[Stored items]
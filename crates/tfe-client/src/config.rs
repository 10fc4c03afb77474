//! Client and polling configuration.

use std::fmt;
use std::time::Duration;

use serde::Deserialize;

/// Default API endpoint.
pub const DEFAULT_BASE_URL: &str = "https://atlas.hashicorp.com/api/v2";

/// Connection settings shared by every component talking to one organization.
#[derive(Clone, Deserialize)]
pub struct ClientConfig {
    /// Organization that owns the workspaces.
    pub organization: String,

    /// Bearer token sent on every request.
    pub token: String,

    /// API base URL, without trailing slash.
    #[serde(default = "default_base_url")]
    pub base_url: String,
}

fn default_base_url() -> String {
    DEFAULT_BASE_URL.to_string()
}

impl ClientConfig {
    /// Create a config against the default endpoint.
    pub fn new(organization: impl Into<String>, token: impl Into<String>) -> Self {
        Self {
            organization: organization.into(),
            token: token.into(),
            base_url: default_base_url(),
        }
    }

    /// Override the API base URL.
    pub fn with_base_url(mut self, base_url: impl Into<String>) -> Self {
        self.base_url = base_url.into().trim_end_matches('/').to_string();
        self
    }
}

impl fmt::Debug for ClientConfig {
    fn fmt(&self, f: &mut fmt::Formatter<'_>) -> fmt::Result {
        f.debug_struct("ClientConfig")
            .field("organization", &self.organization)
            .field("token", &"<redacted>")
            .field("base_url", &self.base_url)
            .finish()
    }
}

/// Bounds for the two polling loops in the run orchestrator.
#[derive(Debug, Clone, Copy, PartialEq, Eq)]
pub struct PollSettings {
    /// Delay between consecutive remote checks.
    pub interval: Duration,

    /// Maximum number of run status polls before a wait times out.
    pub max_polls: u32,

    /// Maximum number of listing passes the discard loop makes.
    pub max_discard_passes: u32,
}

impl Default for PollSettings {
    fn default() -> Self {
        Self {
            interval: Duration::from_secs(10),
            max_polls: 120,
            max_discard_passes: 30,
        }
    }
}

impl PollSettings {
    /// Set the poll interval.
    pub fn with_interval(mut self, interval: Duration) -> Self {
        self.interval = interval;
        self
    }

    /// Set the maximum number of status polls. At least one poll is made.
    pub fn with_max_polls(mut self, max_polls: u32) -> Self {
        self.max_polls = max_polls.max(1);
        self
    }

    /// Set the maximum number of discard passes. At least one pass is made.
    pub fn with_max_discard_passes(mut self, passes: u32) -> Self {
        self.max_discard_passes = passes.max(1);
        self
    }
}
use clap::Subcommand;

use super::{announce_unlocks, open_store};

#[derive(Subcommand)]
pub enum RecipeAction {
    /// List the recipe catalog
    List {
        /// Filter by category (e.g. "dessert", "main course")
        #[arg(long)]
        category: Option<String>,
        /// Output as JSON
        #[arg(long)]
        json: bool,
    },
    /// Show one recipe in full and record the view
    Show {
        /// 1-based index into the catalog listing
        index: usize,
        /// Output as JSON
        #[arg(long)]
        json: bool,
    },
}

pub fn run(action: RecipeAction) -> Result<(), Box<dyn std::error::Error>> {
    match action {
        RecipeAction::List { category, json } => {
            let store = open_store()?;
            let recipes: Vec<_> = store
                .recipes()
                .iter()
                .filter(|r| match &category {
                    Some(wanted) => r.category.to_string().eq_ignore_ascii_case(wanted),
                    None => true,
                })
                .collect();

            if json {
                println!("{}", serde_json::to_string_pretty(&recipes)?);
            } else {
                for (i, recipe) in recipes.iter().enumerate() {
                    println!(
                        "{:2}. {} [{} / {}] -- {} min",
                        i + 1,
                        recipe.title,
                        recipe.category,
                        recipe.difficulty,
                        recipe.prep_time_min
                    );
                }
            }
        }
        RecipeAction::Show { index, json } => {
            let mut store = open_store()?;
            let recipe = index
                .checked_sub(1)
                .and_then(|i| store.recipes().get(i))
                .ok_or_else(|| format!("no recipe at index {index}"))?
                .clone();

            if json {
                println!("{}", serde_json::to_string_pretty(&recipe)?);
            } else {
                println!("{} ({}, {})", recipe.title, recipe.category, recipe.difficulty);
                println!("Prep time: {} min", recipe.prep_time_min);
                println!("\n{}\n", recipe.description);
                println!("Ingredients:");
                for ingredient in &recipe.ingredients {
                    println!("  - {ingredient}");
                }
                println!("\nSteps:");
                for (i, step) in recipe.steps.iter().enumerate() {
                    println!("  {}. {step}", i + 1);
                }
            }

            // Each opened detail view counts, repeat views included.
            let events = store.increment_recipes_viewed();
            announce_unlocks(&events);
        }
    }
    Ok(())
}
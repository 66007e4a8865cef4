use chrono::{DateTime, Utc};
use serde::{Deserialize, Serialize};
use uuid::Uuid;

use crate::error::ValidationError;

#[derive(Debug, Clone, Copy, PartialEq, Eq, Serialize, Deserialize)]
#[serde(rename_all = "lowercase")]
pub enum NoteCategory {
    Experiment,
    Tip,
    Review,
    Idea,
    Technique,
}

impl std::fmt::Display for NoteCategory {
    fn fmt(&self, f: &mut std::fmt::Formatter<'_>) -> std::fmt::Result {
        let label = match self {
            NoteCategory::Experiment => "Experiment",
            NoteCategory::Tip => "Cooking Tip",
            NoteCategory::Review => "Recipe Review",
            NoteCategory::Idea => "Recipe Idea",
            NoteCategory::Technique => "Technique",
        };
        f.write_str(label)
    }
}

/// A user-authored cooking note.
#[derive(Debug, Clone, Serialize, Deserialize)]
pub struct CulinaryNote {
    pub id: Uuid,
    pub title: String,
    pub content: String,
    pub date_created: DateTime<Utc>,
    /// Stamped by the store on every edit. Always >= `date_created`.
    pub date_modified: DateTime<Utc>,
    pub category: NoteCategory,
}

impl CulinaryNote {
    /// Build a new note stamped with the current time.
    ///
    /// # Errors
    /// Returns [`ValidationError::EmptyField`] when the title or content is
    /// blank after trimming.
    pub fn new(
        title: impl Into<String>,
        content: impl Into<String>,
        category: NoteCategory,
    ) -> Result<Self, ValidationError> {
        let now = Utc::now();
        let note = Self {
            id: Uuid::new_v4(),
            title: title.into(),
            content: content.into(),
            date_created: now,
            date_modified: now,
            category,
        };
        note.validate()?;
        Ok(note)
    }

    /// Reject blank-after-trim title or content.
    pub fn validate(&self) -> Result<(), ValidationError> {
        if self.title.trim().is_empty() {
            return Err(ValidationError::EmptyField { field: "title" });
        }
        if self.content.trim().is_empty() {
            return Err(ValidationError::EmptyField { field: "content" });
        }
        Ok(())
    }
}
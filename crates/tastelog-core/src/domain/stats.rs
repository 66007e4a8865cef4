use std::collections::BTreeSet;

use chrono::{DateTime, Utc};
use serde::{Deserialize, Serialize};

/// Format a timestamp as a calendar-day token, e.g. `2025-10-09`.
///
/// Tokens are derived from UTC so that day membership is stable across
/// machine timezone changes.
pub fn day_token(at: DateTime<Utc>) -> String {
    at.format("%Y-%m-%d").to_string()
}

/// Lifetime activity counters.
///
/// Counters only ever grow, except through [`UserStats::default`] on a full
/// progress reset. Every increment also records the current calendar day,
/// so `days_active` holds one token per distinct day with any activity.
#[derive(Debug, Clone, Default, PartialEq, Eq, Serialize, Deserialize)]
pub struct UserStats {
    #[serde(default)]
    pub recipes_viewed: u64,
    #[serde(default)]
    pub notes_created: u64,
    #[serde(default)]
    pub timers_used: u64,
    #[serde(default)]
    pub days_active: BTreeSet<String>,
}

impl UserStats {
    pub fn increment_recipes_viewed(&mut self) {
        self.recipes_viewed += 1;
        self.touch_today();
    }

    pub fn increment_notes_created(&mut self) {
        self.notes_created += 1;
        self.touch_today();
    }

    pub fn increment_timers_used(&mut self) {
        self.timers_used += 1;
        self.touch_today();
    }

    /// Number of distinct calendar days with any tracked activity.
    pub fn active_day_count(&self) -> u64 {
        self.days_active.len() as u64
    }

    fn touch_today(&mut self) {
        self.days_active.insert(day_token(Utc::now()));
    }
}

Instructions for the task: Starting from the records above, filter out all lines except those containing the word "endpoint".

Solution for this exercise:
/// Default API endpoint.
    /// Create a config against the default endpoint.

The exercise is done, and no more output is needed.